● **Work instruction**
Your task is to retype each line of the data below exactly.

[Stored data entries]
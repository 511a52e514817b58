use serde::{Deserialize, Serialize};

/// One way of undoing grammatical inflection on a piece of text.
///
/// Produced by an external conjugation-rule engine; this crate only consumes
/// the tuples. `tag_path` records the grammatical tags walked while
/// stripping inflections and its last element is the tag used for word-class
/// compatibility filtering. `process` is the human-readable derivation trail
/// (e.g. "past", "polite"), kept for display and as a merge-dedup key.
#[derive(Clone, Debug, PartialEq, Eq, Hash, Serialize, Deserialize)]
pub struct DeconjugatedForm {
    /// The dictionary base form recovered from the inflected text.
    pub derived_text: String,
    /// The inflected text this form was derived from.
    pub original_text: String,
    pub tag_path: Vec<String>,
    pub process: Vec<String>,
}

impl DeconjugatedForm {
    pub fn last_tag(&self) -> Option<&str> {
        self.tag_path.last().map(String::as_str)
    }
}

/// The external deconjugation engine seam.
///
/// Given a hiragana-normalized string, returns every plausible way of
/// reversing its inflections. The rule tables behind this are not part of
/// this crate.
pub trait Deconjugator: Send + Sync {
    fn deconjugate(&self, text: &str) -> Vec<DeconjugatedForm>;
}

impl<F> Deconjugator for F
where
    F: Fn(&str) -> Vec<DeconjugatedForm> + Send + Sync,
{
    fn deconjugate(&self, text: &str) -> Vec<DeconjugatedForm> {
        self(text)
    }
}

/// Engine stand-in that never deconjugates anything. Exact-form lookups
/// still work with this installed.
#[derive(Clone, Copy, Debug, Default)]
pub struct NullDeconjugator;

impl Deconjugator for NullDeconjugator {
    fn deconjugate(&self, _text: &str) -> Vec<DeconjugatedForm> {
        Vec::new()
    }
}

● **Problem solution**
repository 511a52e514817b58
use serde::{Deserialize, Serialize};

/// One way of undoing grammatical inflection on a piece of text.
///
/// Produced by an external conjugation-rule engine; this crate only consumes
/// the tuples. `tag_path` records the grammatical tags walked while
/// stripping inflections and its last element is the tag used for word-class
/// compatibility filtering. `process` is the human-readable derivation trail
/// (e.g. "past", "polite"), kept for display and as a merge-dedup key.
#[derive(Clone, Debug, PartialEq, Eq, Hash, Serialize, Deserialize)]
pub struct DeconjugatedForm {
    /// The dictionary base form recovered from the inflected text.
    pub derived_text: String,
    /// The inflected text this form was derived from.
    pub original_text: String,
    pub tag_path: Vec<String>,
    pub process: Vec<String>,
}

impl DeconjugatedForm {
    pub fn last_tag(&self) -> Option<&str> {
        self.tag_path.last().map(String::as_str)
    }
}

/// The external deconjugation engine seam.
///
/// Given a hiragana-normalized string, returns every plausible way of
/// reversing its inflections. The rule tables behind this are not part of
/// this crate.
pub trait Deconjugator: Send + Sync {
    fn deconjugate(&self, text: &str) -> Vec<DeconjugatedForm>;
}

impl<F> Deconjugator for F
where
    F: Fn(&str) -> Vec<DeconjugatedForm> + Send + Sync,
{
    fn deconjugate(&self, text: &str) -> Vec<DeconjugatedForm> {
        self(text)
    }
}

/// Engine stand-in that never deconjugates anything. Exact-form lookups
/// still work with this installed.
#[derive(Clone, Copy, Debug, Default)]
pub struct NullDeconjugator;

impl Deconjugator for NullDeconjugator {
    fn deconjugate(&self, _text: &str) -> Vec<DeconjugatedForm> {
        Vec::new()
    }
}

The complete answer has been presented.